- [Description of the task]: Return exactly those lines of the material below that fall between the line holding "let start = field.particle(0).unwrap();" and the line holding "let before: Vec<Particle> = (0..50).map(|i|", inclusive.

=====

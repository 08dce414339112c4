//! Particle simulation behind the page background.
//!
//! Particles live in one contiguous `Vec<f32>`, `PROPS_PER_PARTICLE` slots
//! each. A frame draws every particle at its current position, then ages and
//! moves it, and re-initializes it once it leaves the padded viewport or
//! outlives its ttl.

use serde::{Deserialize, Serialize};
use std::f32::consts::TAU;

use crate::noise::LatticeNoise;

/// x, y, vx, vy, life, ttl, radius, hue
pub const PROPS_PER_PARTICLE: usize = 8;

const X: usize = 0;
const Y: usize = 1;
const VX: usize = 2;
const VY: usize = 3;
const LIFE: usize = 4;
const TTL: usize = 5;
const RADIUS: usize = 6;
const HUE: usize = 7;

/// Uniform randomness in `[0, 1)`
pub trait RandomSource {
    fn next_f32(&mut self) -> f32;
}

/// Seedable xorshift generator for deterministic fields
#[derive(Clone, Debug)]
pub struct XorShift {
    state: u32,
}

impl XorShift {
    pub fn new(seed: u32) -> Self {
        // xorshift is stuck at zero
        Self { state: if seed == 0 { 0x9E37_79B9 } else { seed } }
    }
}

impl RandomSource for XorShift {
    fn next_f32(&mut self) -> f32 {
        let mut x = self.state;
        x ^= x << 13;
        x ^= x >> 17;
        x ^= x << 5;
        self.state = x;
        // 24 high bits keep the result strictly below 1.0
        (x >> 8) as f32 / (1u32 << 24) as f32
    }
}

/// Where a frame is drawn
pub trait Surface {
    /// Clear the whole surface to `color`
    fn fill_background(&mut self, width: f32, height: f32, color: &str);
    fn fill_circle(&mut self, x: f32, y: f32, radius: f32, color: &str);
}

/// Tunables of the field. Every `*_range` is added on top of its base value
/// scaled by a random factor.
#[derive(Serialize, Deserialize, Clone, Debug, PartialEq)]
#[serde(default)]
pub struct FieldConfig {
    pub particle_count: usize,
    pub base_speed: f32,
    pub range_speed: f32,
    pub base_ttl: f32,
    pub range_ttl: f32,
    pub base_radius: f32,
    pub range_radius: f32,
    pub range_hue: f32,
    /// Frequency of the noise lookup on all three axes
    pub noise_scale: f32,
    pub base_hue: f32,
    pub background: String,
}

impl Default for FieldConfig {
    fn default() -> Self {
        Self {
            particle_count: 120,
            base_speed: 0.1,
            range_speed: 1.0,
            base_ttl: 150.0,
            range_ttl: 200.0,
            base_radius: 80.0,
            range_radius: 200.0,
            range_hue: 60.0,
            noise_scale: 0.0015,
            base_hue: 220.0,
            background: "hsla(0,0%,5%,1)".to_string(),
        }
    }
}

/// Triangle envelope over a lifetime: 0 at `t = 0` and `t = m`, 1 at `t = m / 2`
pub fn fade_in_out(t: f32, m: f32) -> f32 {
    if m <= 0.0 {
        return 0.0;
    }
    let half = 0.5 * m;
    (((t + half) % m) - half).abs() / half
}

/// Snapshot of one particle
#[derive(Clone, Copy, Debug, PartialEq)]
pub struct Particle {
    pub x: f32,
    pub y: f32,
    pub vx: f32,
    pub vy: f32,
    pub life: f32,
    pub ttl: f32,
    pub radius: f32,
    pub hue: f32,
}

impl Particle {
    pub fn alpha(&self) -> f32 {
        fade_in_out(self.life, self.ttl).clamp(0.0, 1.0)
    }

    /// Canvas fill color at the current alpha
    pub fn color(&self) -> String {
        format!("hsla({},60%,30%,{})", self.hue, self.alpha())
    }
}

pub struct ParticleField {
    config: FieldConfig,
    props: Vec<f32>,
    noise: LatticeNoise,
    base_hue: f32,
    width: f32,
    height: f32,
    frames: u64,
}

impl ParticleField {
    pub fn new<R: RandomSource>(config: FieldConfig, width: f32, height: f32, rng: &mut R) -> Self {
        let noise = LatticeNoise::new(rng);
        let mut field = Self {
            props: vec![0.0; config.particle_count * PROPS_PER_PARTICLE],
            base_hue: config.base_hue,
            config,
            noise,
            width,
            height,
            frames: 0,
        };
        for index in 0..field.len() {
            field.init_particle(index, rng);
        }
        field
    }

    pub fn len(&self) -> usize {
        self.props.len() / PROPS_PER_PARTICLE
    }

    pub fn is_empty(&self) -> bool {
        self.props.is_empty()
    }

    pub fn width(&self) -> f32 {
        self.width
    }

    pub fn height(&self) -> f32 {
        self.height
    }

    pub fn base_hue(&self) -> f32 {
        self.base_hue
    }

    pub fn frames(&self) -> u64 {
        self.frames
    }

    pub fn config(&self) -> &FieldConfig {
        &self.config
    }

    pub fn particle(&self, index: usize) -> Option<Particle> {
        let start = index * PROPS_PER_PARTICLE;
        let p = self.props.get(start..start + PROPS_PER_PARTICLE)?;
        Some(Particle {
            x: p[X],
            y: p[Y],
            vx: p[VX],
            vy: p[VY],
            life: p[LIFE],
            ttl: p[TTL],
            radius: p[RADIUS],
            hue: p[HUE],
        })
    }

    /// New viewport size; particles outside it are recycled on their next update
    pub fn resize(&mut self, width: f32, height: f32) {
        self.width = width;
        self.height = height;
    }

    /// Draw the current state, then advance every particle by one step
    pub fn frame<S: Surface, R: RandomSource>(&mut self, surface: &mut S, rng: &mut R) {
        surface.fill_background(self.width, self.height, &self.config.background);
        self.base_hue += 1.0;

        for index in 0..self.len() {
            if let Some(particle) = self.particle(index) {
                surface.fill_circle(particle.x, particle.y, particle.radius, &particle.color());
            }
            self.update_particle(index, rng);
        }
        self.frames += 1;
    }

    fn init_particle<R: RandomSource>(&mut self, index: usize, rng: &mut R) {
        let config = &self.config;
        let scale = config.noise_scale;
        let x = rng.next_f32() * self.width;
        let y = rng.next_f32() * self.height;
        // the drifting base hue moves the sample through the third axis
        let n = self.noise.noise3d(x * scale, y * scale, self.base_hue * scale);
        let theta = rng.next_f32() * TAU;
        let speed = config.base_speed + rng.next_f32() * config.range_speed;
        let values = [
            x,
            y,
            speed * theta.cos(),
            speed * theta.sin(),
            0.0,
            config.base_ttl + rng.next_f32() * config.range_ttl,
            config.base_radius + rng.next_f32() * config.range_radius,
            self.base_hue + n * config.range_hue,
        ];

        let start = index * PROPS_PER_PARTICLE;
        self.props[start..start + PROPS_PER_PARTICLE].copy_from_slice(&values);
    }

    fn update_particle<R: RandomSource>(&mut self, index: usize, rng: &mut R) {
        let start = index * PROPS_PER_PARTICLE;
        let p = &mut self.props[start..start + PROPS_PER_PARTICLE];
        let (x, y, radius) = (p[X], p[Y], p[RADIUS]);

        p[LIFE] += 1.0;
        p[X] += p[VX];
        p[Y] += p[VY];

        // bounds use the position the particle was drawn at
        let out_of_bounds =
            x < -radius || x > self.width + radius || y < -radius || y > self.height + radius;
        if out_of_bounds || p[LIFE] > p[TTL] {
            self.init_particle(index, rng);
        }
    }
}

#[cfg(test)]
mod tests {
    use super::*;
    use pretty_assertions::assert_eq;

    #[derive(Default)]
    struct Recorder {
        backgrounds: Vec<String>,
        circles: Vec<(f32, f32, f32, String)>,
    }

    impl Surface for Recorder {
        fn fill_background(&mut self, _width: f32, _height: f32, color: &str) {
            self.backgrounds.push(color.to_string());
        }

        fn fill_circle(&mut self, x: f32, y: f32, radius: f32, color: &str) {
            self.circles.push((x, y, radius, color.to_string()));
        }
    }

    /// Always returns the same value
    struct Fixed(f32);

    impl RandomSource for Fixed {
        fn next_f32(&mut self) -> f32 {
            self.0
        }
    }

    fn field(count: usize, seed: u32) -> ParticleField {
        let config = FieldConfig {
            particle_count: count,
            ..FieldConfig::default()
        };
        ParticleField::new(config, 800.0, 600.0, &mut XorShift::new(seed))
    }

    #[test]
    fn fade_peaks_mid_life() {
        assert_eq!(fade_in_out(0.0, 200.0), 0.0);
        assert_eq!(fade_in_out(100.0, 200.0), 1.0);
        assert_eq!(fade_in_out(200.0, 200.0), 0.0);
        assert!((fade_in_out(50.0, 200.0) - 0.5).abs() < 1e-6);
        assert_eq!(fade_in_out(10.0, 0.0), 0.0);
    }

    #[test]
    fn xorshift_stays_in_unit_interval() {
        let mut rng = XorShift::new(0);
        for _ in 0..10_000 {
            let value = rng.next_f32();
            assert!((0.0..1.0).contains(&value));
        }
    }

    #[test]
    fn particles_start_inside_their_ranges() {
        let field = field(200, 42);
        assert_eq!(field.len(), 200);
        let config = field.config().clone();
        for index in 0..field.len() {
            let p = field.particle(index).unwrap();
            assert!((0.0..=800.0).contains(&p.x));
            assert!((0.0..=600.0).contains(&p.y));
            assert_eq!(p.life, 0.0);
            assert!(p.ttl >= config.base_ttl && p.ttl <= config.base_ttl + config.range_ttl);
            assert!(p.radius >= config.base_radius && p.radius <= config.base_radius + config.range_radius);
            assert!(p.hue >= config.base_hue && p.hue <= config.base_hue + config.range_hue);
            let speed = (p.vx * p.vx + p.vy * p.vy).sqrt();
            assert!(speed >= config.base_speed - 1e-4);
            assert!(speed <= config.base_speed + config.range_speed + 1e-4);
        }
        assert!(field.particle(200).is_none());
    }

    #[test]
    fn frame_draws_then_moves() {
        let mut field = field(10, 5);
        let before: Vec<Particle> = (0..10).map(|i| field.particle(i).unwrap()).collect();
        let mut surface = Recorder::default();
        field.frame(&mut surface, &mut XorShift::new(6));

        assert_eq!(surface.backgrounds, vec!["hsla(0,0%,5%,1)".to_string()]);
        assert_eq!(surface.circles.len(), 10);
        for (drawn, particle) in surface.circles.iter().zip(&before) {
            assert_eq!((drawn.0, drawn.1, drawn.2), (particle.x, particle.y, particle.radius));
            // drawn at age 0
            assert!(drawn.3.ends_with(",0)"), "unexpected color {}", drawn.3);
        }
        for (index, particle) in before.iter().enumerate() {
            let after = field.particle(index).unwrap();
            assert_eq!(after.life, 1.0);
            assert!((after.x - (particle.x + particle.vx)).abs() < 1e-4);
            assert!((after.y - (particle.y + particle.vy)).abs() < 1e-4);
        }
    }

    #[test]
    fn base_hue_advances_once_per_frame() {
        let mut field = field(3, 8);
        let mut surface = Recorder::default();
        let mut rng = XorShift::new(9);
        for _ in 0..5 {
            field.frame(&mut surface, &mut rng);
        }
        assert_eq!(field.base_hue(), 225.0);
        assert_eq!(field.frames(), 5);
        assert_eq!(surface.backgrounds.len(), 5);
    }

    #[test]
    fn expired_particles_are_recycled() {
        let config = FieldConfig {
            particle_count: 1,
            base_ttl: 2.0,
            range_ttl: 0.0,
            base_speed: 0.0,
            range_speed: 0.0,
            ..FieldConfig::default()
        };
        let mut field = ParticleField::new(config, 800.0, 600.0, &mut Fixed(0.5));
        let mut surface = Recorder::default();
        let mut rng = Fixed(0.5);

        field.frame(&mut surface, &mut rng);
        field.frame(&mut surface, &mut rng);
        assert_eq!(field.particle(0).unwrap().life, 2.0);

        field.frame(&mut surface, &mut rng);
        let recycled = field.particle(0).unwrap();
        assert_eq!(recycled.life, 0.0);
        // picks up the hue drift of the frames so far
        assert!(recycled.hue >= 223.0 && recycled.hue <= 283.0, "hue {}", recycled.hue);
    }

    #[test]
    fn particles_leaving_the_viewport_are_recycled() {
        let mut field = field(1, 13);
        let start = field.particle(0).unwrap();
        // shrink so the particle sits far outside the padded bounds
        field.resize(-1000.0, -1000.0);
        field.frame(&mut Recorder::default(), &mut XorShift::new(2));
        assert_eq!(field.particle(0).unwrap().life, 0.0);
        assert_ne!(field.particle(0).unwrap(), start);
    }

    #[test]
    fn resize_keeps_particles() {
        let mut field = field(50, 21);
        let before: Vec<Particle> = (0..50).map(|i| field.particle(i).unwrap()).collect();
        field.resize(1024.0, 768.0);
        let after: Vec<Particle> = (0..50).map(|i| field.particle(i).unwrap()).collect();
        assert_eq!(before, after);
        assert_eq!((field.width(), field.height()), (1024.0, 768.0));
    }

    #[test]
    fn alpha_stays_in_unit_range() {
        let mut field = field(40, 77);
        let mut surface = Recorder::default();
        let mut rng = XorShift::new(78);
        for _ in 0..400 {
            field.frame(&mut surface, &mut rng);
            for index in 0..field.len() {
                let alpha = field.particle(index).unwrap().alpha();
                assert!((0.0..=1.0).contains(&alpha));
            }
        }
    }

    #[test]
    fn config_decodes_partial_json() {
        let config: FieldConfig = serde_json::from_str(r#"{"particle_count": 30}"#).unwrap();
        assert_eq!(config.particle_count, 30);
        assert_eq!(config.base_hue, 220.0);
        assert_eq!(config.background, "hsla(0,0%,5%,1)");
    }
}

=====

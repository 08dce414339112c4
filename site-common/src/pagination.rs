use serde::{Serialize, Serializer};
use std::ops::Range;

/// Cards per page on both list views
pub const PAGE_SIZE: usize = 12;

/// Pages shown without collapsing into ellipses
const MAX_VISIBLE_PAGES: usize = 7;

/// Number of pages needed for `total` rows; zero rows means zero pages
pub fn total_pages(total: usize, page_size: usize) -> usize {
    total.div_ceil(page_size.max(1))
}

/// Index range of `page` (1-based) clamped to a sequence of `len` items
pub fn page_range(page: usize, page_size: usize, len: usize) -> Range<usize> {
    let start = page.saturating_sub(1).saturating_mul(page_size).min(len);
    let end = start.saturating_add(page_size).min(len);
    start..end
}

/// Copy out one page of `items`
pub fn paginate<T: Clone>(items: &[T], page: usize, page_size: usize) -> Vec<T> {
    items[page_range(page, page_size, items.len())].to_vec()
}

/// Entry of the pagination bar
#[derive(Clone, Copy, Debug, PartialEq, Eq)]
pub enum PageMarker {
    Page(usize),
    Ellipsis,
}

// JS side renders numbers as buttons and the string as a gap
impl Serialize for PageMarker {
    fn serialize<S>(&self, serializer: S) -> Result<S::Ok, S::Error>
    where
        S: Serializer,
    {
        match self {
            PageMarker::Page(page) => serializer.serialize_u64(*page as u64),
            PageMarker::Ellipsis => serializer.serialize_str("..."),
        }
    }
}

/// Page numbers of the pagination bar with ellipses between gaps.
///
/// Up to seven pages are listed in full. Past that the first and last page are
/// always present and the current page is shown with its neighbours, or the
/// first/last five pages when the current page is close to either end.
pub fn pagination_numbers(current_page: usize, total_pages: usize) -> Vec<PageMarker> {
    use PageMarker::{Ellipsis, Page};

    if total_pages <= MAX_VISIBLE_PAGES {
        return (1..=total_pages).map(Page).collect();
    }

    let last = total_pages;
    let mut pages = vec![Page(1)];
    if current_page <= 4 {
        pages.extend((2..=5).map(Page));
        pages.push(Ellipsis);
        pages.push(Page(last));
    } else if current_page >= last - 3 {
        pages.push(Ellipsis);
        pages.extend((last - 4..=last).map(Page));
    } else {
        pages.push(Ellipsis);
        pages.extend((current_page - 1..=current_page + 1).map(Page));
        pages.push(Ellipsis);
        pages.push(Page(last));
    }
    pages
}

=====

- [Task answer]:
        let start = field.particle(0).unwrap();
        // shrink so the particle sits far outside the padded bounds
        field.resize(-1000.0, -1000.0);
        field.frame(&mut Recorder::default(), &mut XorShift::new(2));
        assert_eq!(field.particle(0).unwrap().life, 0.0);
        assert_ne!(field.particle(0).unwrap(), start);
    }

    #[test]
    fn resize_keeps_particles() {
        let mut field = field(50, 21);
        let before: Vec<Particle> = (0..50).map(|i| field.particle(i).unwrap()).collect();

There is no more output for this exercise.